- WHAT TO DO:
Start with the first line of the data and end with the line that holds "pub mod llm;"; write out each one exactly.

- PROVIDED RECORDS:
# # # # #
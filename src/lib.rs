// ABOUTME: Main library entry point for Pantry Chef recipe recommendations
// ABOUTME: Wires catalog loading, the matching engine, and LLM generation fallback
//
// SPDX-License-Identifier: MIT OR Apache-2.0
// Copyright (c) 2026 Pantry Chef Contributors

#![deny(unsafe_code)]

//! # Pantry Chef
//!
//! Recommends recipes from the ingredients a user has on hand.
//!
//! ## Pipeline
//!
//! 1. Normalize free-form ingredient text (aliases, casing, punctuation)
//! 2. Filter the catalog by time budget, meal type, cuisine, and overlap
//! 3. Keep the top candidates and score them
//! 4. When too few catalog recipes qualify, ask an LLM for new recipes,
//!    re-validate them against the request, and score those instead
//!
//! The matching engine lives in `pantry-intelligence`; this crate adds the
//! catalog loaders, the LLM providers, and the orchestrating service.
//!
//! ## Example Usage
//!
//! ```rust,no_run
//! use pantry_chef::catalog::Catalog;
//! use pantry_chef::config::RecommenderConfig;
//! use pantry_chef::errors::AppResult;
//! use pantry_chef::services::{RecommendationRequest, RecommendationService};
//!
//! #[tokio::main]
//! async fn main() -> AppResult<()> {
//!     let config = RecommenderConfig::from_env()?;
//!     let catalog = Catalog::load(std::path::Path::new("recipes.csv"))?;
//!     let service = RecommendationService::new(catalog, &config);
//!
//!     let request = RecommendationRequest::new("pasta, tomato, garlic", "Dinner", "Italian", 30);
//!     let report = service.recommend(&request).await?;
//!     println!("{} recipes", report.outcome.recipes().len());
//!     Ok(())
//! }
//! ```

/// Recipe catalog loading (CSV, JSON) and keyword search
pub mod catalog;

/// Environment-driven configuration
pub mod config;

/// Unified error types
pub mod errors;

/// LLM-backed recipe generation and response parsing
pub mod generation;

/// LLM provider abstraction with Gemini and Groq implementations
pub mod llm;

/// Structured logging setup
pub mod logging;

/// Recommendation orchestration
pub mod services;

/// Video search links for recipes and cuisines
pub mod video;

pub use catalog::Catalog;
pub use config::RecommenderConfig;
pub use errors::{AppError, AppResult, ErrorCode};
pub use services::{
    NoMatchReason, Recommendation, RecommendationReport, RecommendationRequest,
    RecommendationService, ScoredCandidate,
};
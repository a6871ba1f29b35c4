// ABOUTME: Recipe generation collaborator used when the catalog yields too few candidates
// ABOUTME: Defines the generation request, the RecipeGenerator trait, and the LLM implementation
//
// SPDX-License-Identifier: MIT OR Apache-2.0
// Copyright (c) 2026 Pantry Chef Contributors

//! # Recipe Generation
//!
//! The recommendation service treats generation as a black box: it sends the
//! normalized ingredients and request constraints, and gets back either
//! recipe records or a [`GenerationError`]. Every failure is recoverable; the
//! service turns it into a "no generated recipes" outcome.

mod llm_generator;
pub mod parser;

pub use llm_generator::LlmRecipeGenerator;
pub use pantry_core::errors::GenerationError;
pub use parser::{extract_json, parse_recipes};

use async_trait::async_trait;
use serde::{Deserialize, Serialize};

use pantry_core::constants::generation::DEFAULT_RECIPE_COUNT;
use pantry_core::models::RecipeRecord;

/// Inputs of one generation call
#[derive(Debug, Clone, PartialEq, Eq, Serialize, Deserialize)]
pub struct GenerationRequest {
    /// Normalized user ingredients
    pub ingredients: Vec<String>,
    /// Requested meal type
    pub meal_type: String,
    /// Requested cuisine
    pub cuisine: String,
    /// Time budget in minutes
    pub time_budget: u32,
    /// Number of recipes wanted
    pub count: usize,
}

impl GenerationRequest {
    /// Request the default number of recipes
    #[must_use]
    pub fn new(
        ingredients: Vec<String>,
        meal_type: impl Into<String>,
        cuisine: impl Into<String>,
        time_budget: u32,
    ) -> Self {
        Self {
            ingredients,
            meal_type: meal_type.into(),
            cuisine: cuisine.into(),
            time_budget,
            count: DEFAULT_RECIPE_COUNT,
        }
    }

    /// Override the number of recipes
    #[must_use]
    pub const fn with_count(mut self, count: usize) -> Self {
        self.count = count;
        self
    }
}

/// A service that synthesizes recipes for a request
#[async_trait]
pub trait RecipeGenerator: Send + Sync {
    /// Identifier used in logs
    fn name(&self) -> &str;

    /// Generate up to `request.count` recipes.
    ///
    /// Returned records carry at least a name, ingredients, a positive
    /// cooking time and instructions. They are expected, not guaranteed, to
    /// respect the request's meal type, cuisine and time budget.
    async fn generate(
        &self,
        request: &GenerationRequest,
    ) -> Result<Vec<RecipeRecord>, GenerationError>;
}
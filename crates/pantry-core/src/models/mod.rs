// ABOUTME: Core data models shared by the matching engine and the application crate
// ABOUTME: Re-exports the recipe record used for catalog and generated recipes
//
// SPDX-License-Identifier: MIT OR Apache-2.0
// Copyright (c) 2026 Pantry Chef Contributors

/// Recipe record model
pub mod recipe;

pub use recipe::RecipeRecord;
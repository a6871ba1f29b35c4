// ABOUTME: Catalog inspection commands for pantry-cli
// ABOUTME: Prints catalog summaries and keyword search results
//
// SPDX-License-Identifier: MIT OR Apache-2.0
// Copyright (c) 2026 Pantry Chef Contributors

use std::path::PathBuf;

use pantry_chef::errors::AppResult;
use pantry_chef::video::cuisine_search_url;

use super::load_catalog;

/// Print catalog size, meal types, and cuisines
pub fn info(path: Option<PathBuf>) -> AppResult<()> {
    let catalog = load_catalog(path)?;
    println!("Recipes:    {}", catalog.len());
    println!("Meal types: {}", catalog.meal_types().join(", "));
    println!("Cuisines:");
    for cuisine in catalog.cuisines() {
        println!("  {cuisine:<16} {}", cuisine_search_url(&cuisine));
    }
    Ok(())
}

/// Print recipes sharing keywords with `query`
pub fn search(path: Option<PathBuf>, query: &str, limit: usize) -> AppResult<()> {
    let catalog = load_catalog(path)?;
    let hits = catalog.search(query);
    if hits.is_empty() {
        println!("No recipes match '{query}'");
        return Ok(());
    }
    for recipe in hits.into_iter().take(limit) {
        println!(
            "{} ({}, {}, {} min)",
            recipe.name, recipe.cuisine, recipe.meal_type, recipe.cooking_time
        );
    }
    Ok(())
}
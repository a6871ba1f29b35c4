// ABOUTME: Prompts for LLM recipe generation, with the system prompt loaded at compile time
// ABOUTME: Builds single-recipe (JSON object) and multi-recipe (JSON array) user prompts
//
// SPDX-License-Identifier: MIT OR Apache-2.0
// Copyright (c) 2026 Pantry Chef Contributors

//! # Recipe Prompts
//!
//! The system prompt lives in a markdown file for easy editing. User prompts
//! describe the exact JSON shape the generation parser expects.

use crate::generation::GenerationRequest;

/// System prompt for recipe generation
pub const RECIPE_SYSTEM_PROMPT: &str = include_str!("recipe_system.md");

/// Get the system prompt for recipe generation
#[must_use]
pub const fn get_recipe_system_prompt() -> &'static str {
    RECIPE_SYSTEM_PROMPT
}

/// JSON object template shown to the model, with the request's categories filled in
fn recipe_template(request: &GenerationRequest, name: &str, minutes: u32) -> String {
    format!(
        r#"{{
  "recipe_name": "{name}",
  "ingredients": "ingredient1, ingredient2, ingredient3",
  "cooking_time": {minutes},
  "meal_type": "{meal_type}",
  "cuisine": "{cuisine}",
  "instructions": "1. First step. 2. Second step. 3. Third step.",
  "reason": "Why this recipe suits the ingredients and time"
}}"#,
        meal_type = request.meal_type,
        cuisine = request.cuisine,
    )
}

/// Prompt asking for exactly one recipe as a JSON object
#[must_use]
pub fn single_recipe_prompt(request: &GenerationRequest) -> String {
    format!(
        "Generate a {cuisine} {meal} recipe using these ingredients: {ingredients}.\n\
         Cooking time: {time} minutes maximum.\n\n\
         Create a realistic recipe that:\n\
         1. Uses MOST of the given ingredients\n\
         2. Fits within the time limit\n\
         3. Is a {cuisine} {meal_type} dish\n\n\
         Respond ONLY with this EXACT JSON format:\n{template}",
        cuisine = request.cuisine,
        meal = request.meal_type.to_lowercase(),
        meal_type = request.meal_type,
        ingredients = request.ingredients.join(", "),
        time = request.time_budget,
        template = recipe_template(request, "Recipe Name", request.time_budget),
    )
}

/// Prompt asking for `request.count` distinct recipes as a JSON array
#[must_use]
pub fn multiple_recipes_prompt(request: &GenerationRequest) -> String {
    let count = request.count;
    let mut prompt = format!(
        "Generate {count} DIFFERENT {cuisine} {meal} recipes using these ingredients: {ingredients}.\n\
         Cooking time: {time} minutes maximum per recipe.\n\n\
         Requirements:\n\
         1. Generate {count} COMPLETELY DIFFERENT recipes\n\
         2. Each should use MOST of the given ingredients but in different ways\n\
         3. Each must fit within the time limit\n\
         4. Each should be a valid {cuisine} {meal_type} dish\n\n\
         Respond ONLY with a JSON array of {count} objects in this EXACT format:\n[\n",
        cuisine = request.cuisine,
        meal = request.meal_type.to_lowercase(),
        meal_type = request.meal_type,
        ingredients = request.ingredients.join(", "),
        time = request.time_budget,
    );

    // Two sample entries are enough to show the array shape
    let samples = count.min(2);
    for index in 1..=samples {
        let name = format!("Recipe {index} Name");
        prompt.push_str(&recipe_template(request, &name, request.time_budget));
        if index < samples {
            prompt.push(',');
        }
        prompt.push('\n');
    }
    prompt.push(']');
    prompt
}

/// Prompt for `request`: a single object when one recipe is wanted, an array otherwise
#[must_use]
pub fn recipe_prompt(request: &GenerationRequest) -> String {
    if request.count <= 1 {
        single_recipe_prompt(request)
    } else {
        multiple_recipes_prompt(request)
    }
}
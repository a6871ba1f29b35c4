// ABOUTME: Video platform search URLs for recipes and cuisines
// ABOUTME: Pure string formatting with percent-encoded queries, no API access
//
// SPDX-License-Identifier: MIT OR Apache-2.0
// Copyright (c) 2026 Pantry Chef Contributors

use pantry_core::constants::video::YOUTUBE_SEARCH_BASE;

fn search_url(query: &str) -> String {
    format!("{YOUTUBE_SEARCH_BASE}{}", urlencoding::encode(query))
}

/// Search URL for cooking videos of one recipe
#[must_use]
pub fn recipe_search_url(recipe_name: &str, cuisine: &str) -> String {
    search_url(&format!("{} {} recipe", recipe_name.trim(), cuisine.trim()))
}

/// Search URL for recipe videos of a whole cuisine
#[must_use]
pub fn cuisine_search_url(cuisine: &str) -> String {
    search_url(&format!("{} recipes", cuisine.trim()))
}
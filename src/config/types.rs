// ABOUTME: Core configuration type definitions for environment and logging settings
// ABOUTME: Contains LogLevel, Environment, and LlmProviderType enums used across config modules
//
// SPDX-License-Identifier: MIT OR Apache-2.0
// Copyright (c) 2026 Pantry Chef Contributors

use serde::{Deserialize, Serialize};
use std::env;
use std::fmt::{Display, Formatter, Result as FmtResult};

/// Strongly typed log level configuration
#[derive(Debug, Clone, Copy, Serialize, Deserialize, PartialEq, Eq, Default)]
#[serde(rename_all = "lowercase")]
pub enum LogLevel {
    /// Error level - only critical errors
    Error,
    /// Warning level - potential issues
    Warn,
    /// Info level - normal operational messages (default)
    #[default]
    Info,
    /// Debug level - pipeline stage counts and provider traffic
    Debug,
    /// Trace level - very verbose tracing
    Trace,
}

impl Display for LogLevel {
    fn fmt(&self, f: &mut Formatter<'_>) -> FmtResult {
        match self {
            Self::Error => write!(f, "error"),
            Self::Warn => write!(f, "warn"),
            Self::Info => write!(f, "info"),
            Self::Debug => write!(f, "debug"),
            Self::Trace => write!(f, "trace"),
        }
    }
}

/// Deployment environment
#[derive(Debug, Clone, Copy, Serialize, Deserialize, PartialEq, Eq, Default)]
#[serde(rename_all = "lowercase")]
pub enum Environment {
    /// Development environment (default)
    #[default]
    Development,
    /// Production environment
    Production,
    /// Testing environment for automated tests
    Testing,
}

impl Environment {
    /// Parse from string with fallback
    #[must_use]
    pub fn from_str_or_default(s: &str) -> Self {
        match s.to_lowercase().as_str() {
            "production" | "prod" => Self::Production,
            "testing" | "test" => Self::Testing,
            _ => Self::Development,
        }
    }

    /// Check if this is a production environment
    #[must_use]
    pub const fn is_production(&self) -> bool {
        matches!(self, Self::Production)
    }
}

impl Display for Environment {
    fn fmt(&self, f: &mut Formatter<'_>) -> FmtResult {
        match self {
            Self::Development => write!(f, "development"),
            Self::Production => write!(f, "production"),
            Self::Testing => write!(f, "testing"),
        }
    }
}

/// LLM provider backing recipe generation
#[derive(Debug, Clone, Copy, Serialize, Deserialize, PartialEq, Eq, Default)]
#[serde(rename_all = "lowercase")]
pub enum LlmProviderType {
    /// Google Gemini (default)
    #[default]
    Gemini,
    /// Groq - LPU-accelerated inference for Llama models
    Groq,
}

impl LlmProviderType {
    /// Environment variable name for LLM provider selection
    pub const ENV_VAR: &'static str = "PANTRY_LLM_PROVIDER";

    /// Environment variable for model selection
    pub const MODEL_ENV_VAR: &'static str = "PANTRY_LLM_MODEL";

    /// Parse from string with fallback to default
    #[must_use]
    pub fn from_str_or_default(s: &str) -> Self {
        match s.trim().to_lowercase().as_str() {
            "groq" | "llama" => Self::Groq,
            _ => Self::Gemini,
        }
    }

    /// Load from environment variable
    #[must_use]
    pub fn from_env() -> Self {
        env::var(Self::ENV_VAR)
            .map(|s| Self::from_str_or_default(&s))
            .unwrap_or_default()
    }

    /// Model override from `PANTRY_LLM_MODEL`, if set and non-empty
    #[must_use]
    pub fn model_from_env() -> Option<String> {
        env::var(Self::MODEL_ENV_VAR)
            .ok()
            .map(|model| model.trim().to_owned())
            .filter(|model| !model.is_empty())
    }

    /// Environment variable holding this provider's API key
    #[must_use]
    pub const fn api_key_env_var(&self) -> &'static str {
        match self {
            Self::Gemini => "GEMINI_API_KEY",
            Self::Groq => "GROQ_API_KEY",
        }
    }
}

impl Display for LlmProviderType {
    fn fmt(&self, f: &mut Formatter<'_>) -> FmtResult {
        match self {
            Self::Gemini => write!(f, "gemini"),
            Self::Groq => write!(f, "groq"),
        }
    }
}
# # # # #
- TASK OUTPUT:
filename src/lib.rs
// ABOUTME: Main library entry point for Pantry Chef recipe recommendations
// ABOUTME: Wires catalog loading, the matching engine, and LLM generation fallback
//
// SPDX-License-Identifier: MIT OR Apache-2.0
// Copyright (c) 2026 Pantry Chef Contributors

#![deny(unsafe_code)]

//! # Pantry Chef
//!
//! Recommends recipes from the ingredients a user has on hand.
//!
//! ## Pipeline
//!
//! 1. Normalize free-form ingredient text (aliases, casing, punctuation)
//! 2. Filter the catalog by time budget, meal type, cuisine, and overlap
//! 3. Keep the top candidates and score them
//! 4. When too few catalog recipes qualify, ask an LLM for new recipes,
//!    re-validate them against the request, and score those instead
//!
//! The matching engine lives in `pantry-intelligence`; this crate adds the
//! catalog loaders, the LLM providers, and the orchestrating service.
//!
//! ## Example Usage
//!
//! ```rust,no_run
//! use pantry_chef::catalog::Catalog;
//! use pantry_chef::config::RecommenderConfig;
//! use pantry_chef::errors::AppResult;
//! use pantry_chef::services::{RecommendationRequest, RecommendationService};
//!
//! #[tokio::main]
//! async fn main() -> AppResult<()> {
//!     let config = RecommenderConfig::from_env()?;
//!     let catalog = Catalog::load(std::path::Path::new("recipes.csv"))?;
//!     let service = RecommendationService::new(catalog, &config);
//!
//!     let request = RecommendationRequest::new("pasta, tomato, garlic", "Dinner", "Italian", 30);
//!     let report = service.recommend(&request).await?;
//!     println!("{} recipes", report.outcome.recipes().len());
//!     Ok(())
//! }
//! ```

/// Recipe catalog loading (CSV, JSON) and keyword search
pub mod catalog;

/// Environment-driven configuration
pub mod config;

/// Unified error types
pub mod errors;

/// LLM-backed recipe generation and response parsing
pub mod generation;

/// LLM provider abstraction with Gemini and Groq implementations
pub mod llm;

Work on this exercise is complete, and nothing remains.